== Dataset records

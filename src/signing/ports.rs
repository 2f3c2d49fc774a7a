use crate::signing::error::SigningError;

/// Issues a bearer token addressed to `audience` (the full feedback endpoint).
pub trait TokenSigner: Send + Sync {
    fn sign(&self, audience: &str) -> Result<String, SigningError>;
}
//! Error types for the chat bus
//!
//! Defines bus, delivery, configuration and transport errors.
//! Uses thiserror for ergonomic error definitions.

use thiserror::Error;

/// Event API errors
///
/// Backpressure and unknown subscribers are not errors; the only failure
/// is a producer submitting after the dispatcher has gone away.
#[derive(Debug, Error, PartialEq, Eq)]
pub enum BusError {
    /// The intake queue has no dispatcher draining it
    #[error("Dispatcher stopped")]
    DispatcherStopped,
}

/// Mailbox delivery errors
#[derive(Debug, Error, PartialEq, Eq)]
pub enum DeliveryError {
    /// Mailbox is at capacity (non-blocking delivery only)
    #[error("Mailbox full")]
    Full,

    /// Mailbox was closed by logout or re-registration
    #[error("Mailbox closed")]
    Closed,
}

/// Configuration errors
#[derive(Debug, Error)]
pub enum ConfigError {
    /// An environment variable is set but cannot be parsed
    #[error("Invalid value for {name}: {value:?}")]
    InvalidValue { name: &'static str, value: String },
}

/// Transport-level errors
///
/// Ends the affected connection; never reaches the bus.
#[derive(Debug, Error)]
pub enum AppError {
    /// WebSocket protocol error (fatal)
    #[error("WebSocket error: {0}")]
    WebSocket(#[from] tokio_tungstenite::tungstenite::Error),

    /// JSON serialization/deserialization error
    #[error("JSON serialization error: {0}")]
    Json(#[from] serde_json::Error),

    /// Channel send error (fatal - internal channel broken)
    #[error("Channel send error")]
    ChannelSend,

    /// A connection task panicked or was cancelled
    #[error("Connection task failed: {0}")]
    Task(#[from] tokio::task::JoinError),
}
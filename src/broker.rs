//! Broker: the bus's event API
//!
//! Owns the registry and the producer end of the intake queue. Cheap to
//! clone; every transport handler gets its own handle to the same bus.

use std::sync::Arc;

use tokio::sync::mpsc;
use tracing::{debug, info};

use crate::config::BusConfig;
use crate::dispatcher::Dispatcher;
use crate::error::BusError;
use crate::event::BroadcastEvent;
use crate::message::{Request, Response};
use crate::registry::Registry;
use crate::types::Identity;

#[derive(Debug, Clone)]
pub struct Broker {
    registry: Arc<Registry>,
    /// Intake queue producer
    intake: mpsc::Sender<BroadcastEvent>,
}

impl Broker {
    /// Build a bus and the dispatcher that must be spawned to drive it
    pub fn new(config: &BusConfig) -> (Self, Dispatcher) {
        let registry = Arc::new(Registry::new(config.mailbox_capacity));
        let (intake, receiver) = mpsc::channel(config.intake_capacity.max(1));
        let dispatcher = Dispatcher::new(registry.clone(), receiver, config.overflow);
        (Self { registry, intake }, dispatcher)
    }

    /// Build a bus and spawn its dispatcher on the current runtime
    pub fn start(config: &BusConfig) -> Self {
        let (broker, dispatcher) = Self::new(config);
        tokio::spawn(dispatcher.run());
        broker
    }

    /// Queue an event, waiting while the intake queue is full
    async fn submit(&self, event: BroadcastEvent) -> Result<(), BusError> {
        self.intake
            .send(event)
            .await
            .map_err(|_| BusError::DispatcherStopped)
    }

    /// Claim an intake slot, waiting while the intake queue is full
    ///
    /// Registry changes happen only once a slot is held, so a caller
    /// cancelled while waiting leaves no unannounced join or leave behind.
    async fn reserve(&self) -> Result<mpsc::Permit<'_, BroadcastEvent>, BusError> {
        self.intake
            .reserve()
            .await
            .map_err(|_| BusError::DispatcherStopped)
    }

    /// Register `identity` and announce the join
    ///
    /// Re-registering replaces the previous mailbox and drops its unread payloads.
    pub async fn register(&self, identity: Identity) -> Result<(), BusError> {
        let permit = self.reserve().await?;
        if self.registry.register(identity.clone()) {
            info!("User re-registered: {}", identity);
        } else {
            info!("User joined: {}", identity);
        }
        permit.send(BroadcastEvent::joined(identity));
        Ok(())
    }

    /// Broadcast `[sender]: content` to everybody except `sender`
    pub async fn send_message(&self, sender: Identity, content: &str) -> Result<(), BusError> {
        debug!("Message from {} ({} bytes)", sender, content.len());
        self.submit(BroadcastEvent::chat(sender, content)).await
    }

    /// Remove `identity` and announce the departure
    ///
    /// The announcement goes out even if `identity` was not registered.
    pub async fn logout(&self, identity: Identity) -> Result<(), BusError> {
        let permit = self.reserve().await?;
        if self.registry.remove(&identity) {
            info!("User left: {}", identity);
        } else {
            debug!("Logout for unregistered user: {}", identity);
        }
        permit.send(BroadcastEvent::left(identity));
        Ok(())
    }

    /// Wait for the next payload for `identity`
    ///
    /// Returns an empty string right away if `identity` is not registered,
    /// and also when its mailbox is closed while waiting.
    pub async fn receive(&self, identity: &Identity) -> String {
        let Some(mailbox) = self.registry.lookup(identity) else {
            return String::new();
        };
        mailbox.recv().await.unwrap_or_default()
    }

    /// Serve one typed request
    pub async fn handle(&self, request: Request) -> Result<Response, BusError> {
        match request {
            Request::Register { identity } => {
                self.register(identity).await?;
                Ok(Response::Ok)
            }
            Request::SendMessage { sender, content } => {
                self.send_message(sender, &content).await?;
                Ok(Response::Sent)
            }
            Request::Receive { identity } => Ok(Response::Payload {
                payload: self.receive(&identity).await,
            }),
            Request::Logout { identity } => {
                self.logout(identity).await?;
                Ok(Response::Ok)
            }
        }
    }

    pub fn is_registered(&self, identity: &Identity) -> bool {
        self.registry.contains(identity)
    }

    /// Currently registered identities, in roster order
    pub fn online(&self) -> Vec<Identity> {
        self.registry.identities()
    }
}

====

What needs to be done:
Transcribe the full listing exactly, keeping every word as it is.

Answer for the task:
filename src/signing/ports.rs
repository 2f3c2d49fc774a7a
use crate::signing::error::SigningError;

/// Issues a bearer token addressed to `audience` (the full feedback endpoint).
pub trait TokenSigner: Send + Sync {
    fn sign(&self, audience: &str) -> Result<String, SigningError>;
}
//! Error types for the chat bus
//!
//! Defines bus, delivery, configuration and transport errors.
//! Uses thiserror for ergonomic error definitions.

use thiserror::Error;

/// Event API errors
///
/// Backpressure and unknown subscribers are not errors; the only failure
/// is a producer submitting after the dispatcher has gone away.
#[derive(Debug, Error, PartialEq, Eq)]
pub enum BusError {
    /// The intake queue has no dispatcher draining it
    #[error("Dispatcher stopped")]
    DispatcherStopped,
}

/// Mailbox delivery errors
#[derive(Debug, Error, PartialEq, Eq)]
pub enum DeliveryError {
    /// Mailbox is at capacity (non-blocking delivery only)
    #[error("Mailbox full")]
    Full,

    /// Mailbox was closed by logout or re-registration
    #[error("Mailbox closed")]
    Closed,
}

/// Configuration errors
#[derive(Debug, Error)]
pub enum ConfigError {
    /// An environment variable is set but cannot be parsed
    #[error("Invalid value for {name}: {value:?}")]
    InvalidValue { name: &'static str, value: String },
}

/// Transport-level errors
///
/// Ends the affected connection; never reaches the bus.
#[derive(Debug, Error)]
pub enum AppError {
    /// WebSocket protocol error (fatal)
    #[error("WebSocket error: {0}")]
    WebSocket(#[from] tokio_tungstenite::tungstenite::Error),

    /// JSON serialization/deserialization error
    #[error("JSON serialization error: {0}")]
    Json(#[from] serde_json::Error),

    /// Channel send error (fatal - internal channel broken)
    #[error("Channel send error")]
    ChannelSend,

    /// A connection task panicked or was cancelled
    #[error("Connection task failed: {0}")]
    Task(#[from] tokio::task::JoinError),
}
filename src/broker.rs
//! Broker: the bus's event API
//!
//! Owns the registry and the producer end of the intake queue. Cheap to
//! clone; every transport handler gets its own handle to the same bus.

use std::sync::Arc;

use tokio::sync::mpsc;
use tracing::{debug, info};

use crate::config::BusConfig;
use crate::dispatcher::Dispatcher;
use crate::error::BusError;
use crate::event::BroadcastEvent;
use crate::message::{Request, Response};
use crate::registry::Registry;
use crate::types::Identity;

#[derive(Debug, Clone)]
pub struct Broker {
    registry: Arc<Registry>,
    /// Intake queue producer
    intake: mpsc::Sender<BroadcastEvent>,
}

impl Broker {
    /// Build a bus and the dispatcher that must be spawned to drive it
    pub fn new(config: &BusConfig) -> (Self, Dispatcher) {
        let registry = Arc::new(Registry::new(config.mailbox_capacity));
        let (intake, receiver) = mpsc::channel(config.intake_capacity.max(1));
        let dispatcher = Dispatcher::new(registry.clone(), receiver, config.overflow);
        (Self { registry, intake }, dispatcher)
    }

    /// Build a bus and spawn its dispatcher on the current runtime
    pub fn start(config: &BusConfig) -> Self {
        let (broker, dispatcher) = Self::new(config);
        tokio::spawn(dispatcher.run());
        broker
    }

    /// Queue an event, waiting while the intake queue is full
    async fn submit(&self, event: BroadcastEvent) -> Result<(), BusError> {
        self.intake
            .send(event)
            .await
            .map_err(|_| BusError::DispatcherStopped)
    }

    /// Claim an intake slot, waiting while the intake queue is full
    ///
    /// Registry changes happen only once a slot is held, so a caller
    /// cancelled while waiting leaves no unannounced join or leave behind.
    async fn reserve(&self) -> Result<mpsc::Permit<'_, BroadcastEvent>, BusError> {
        self.intake
            .reserve()
            .await
            .map_err(|_| BusError::DispatcherStopped)
    }

    /// Register `identity` and announce the join
    ///
    /// Re-registering replaces the previous mailbox and drops its unread payloads.
    pub async fn register(&self, identity: Identity) -> Result<(), BusError> {
        let permit = self.reserve().await?;
        if self.registry.register(identity.clone()) {
            info!("User re-registered: {}", identity);
        } else {
            info!("User joined: {}", identity);
        }
        permit.send(BroadcastEvent::joined(identity));
        Ok(())
    }

    /// Broadcast `[sender]: content` to everybody except `sender`
    pub async fn send_message(&self, sender: Identity, content: &str) -> Result<(), BusError> {
        debug!("Message from {} ({} bytes)", sender, content.len());
        self.submit(BroadcastEvent::chat(sender, content)).await
    }

    /// Remove `identity` and announce the departure
    ///
    /// The announcement goes out even if `identity` was not registered.
    pub async fn logout(&self, identity: Identity) -> Result<(), BusError> {
        let permit = self.reserve().await?;
        if self.registry.remove(&identity) {
            info!("User left: {}", identity);
        } else {
            debug!("Logout for unregistered user: {}", identity);
        }
        permit.send(BroadcastEvent::left(identity));
        Ok(())
    }

    /// Wait for the next payload for `identity`
    ///
    /// Returns an empty string right away if `identity` is not registered,
    /// and also when its mailbox is closed while waiting.
    pub async fn receive(&self, identity: &Identity) -> String {
        let Some(mailbox) = self.registry.lookup(identity) else {
            return String::new();
        };
        mailbox.recv().await.unwrap_or_default()
    }

    /// Serve one typed request
    pub async fn handle(&self, request: Request) -> Result<Response, BusError> {
        match request {
            Request::Register { identity } => {
                self.register(identity).await?;
                Ok(Response::Ok)
            }
            Request::SendMessage { sender, content } => {
                self.send_message(sender, &content).await?;
                Ok(Response::Sent)
            }
            Request::Receive { identity } => Ok(Response::Payload {
                payload: self.receive(&identity).await,
            }),
            Request::Logout { identity } => {
                self.logout(identity).await?;
                Ok(Response::Ok)
            }
        }
    }

    pub fn is_registered(&self, identity: &Identity) -> bool {
        self.registry.contains(identity)
    }

    /// Currently registered identities, in roster order
    pub fn online(&self) -> Vec<Identity> {
        self.registry.identities()
    }
}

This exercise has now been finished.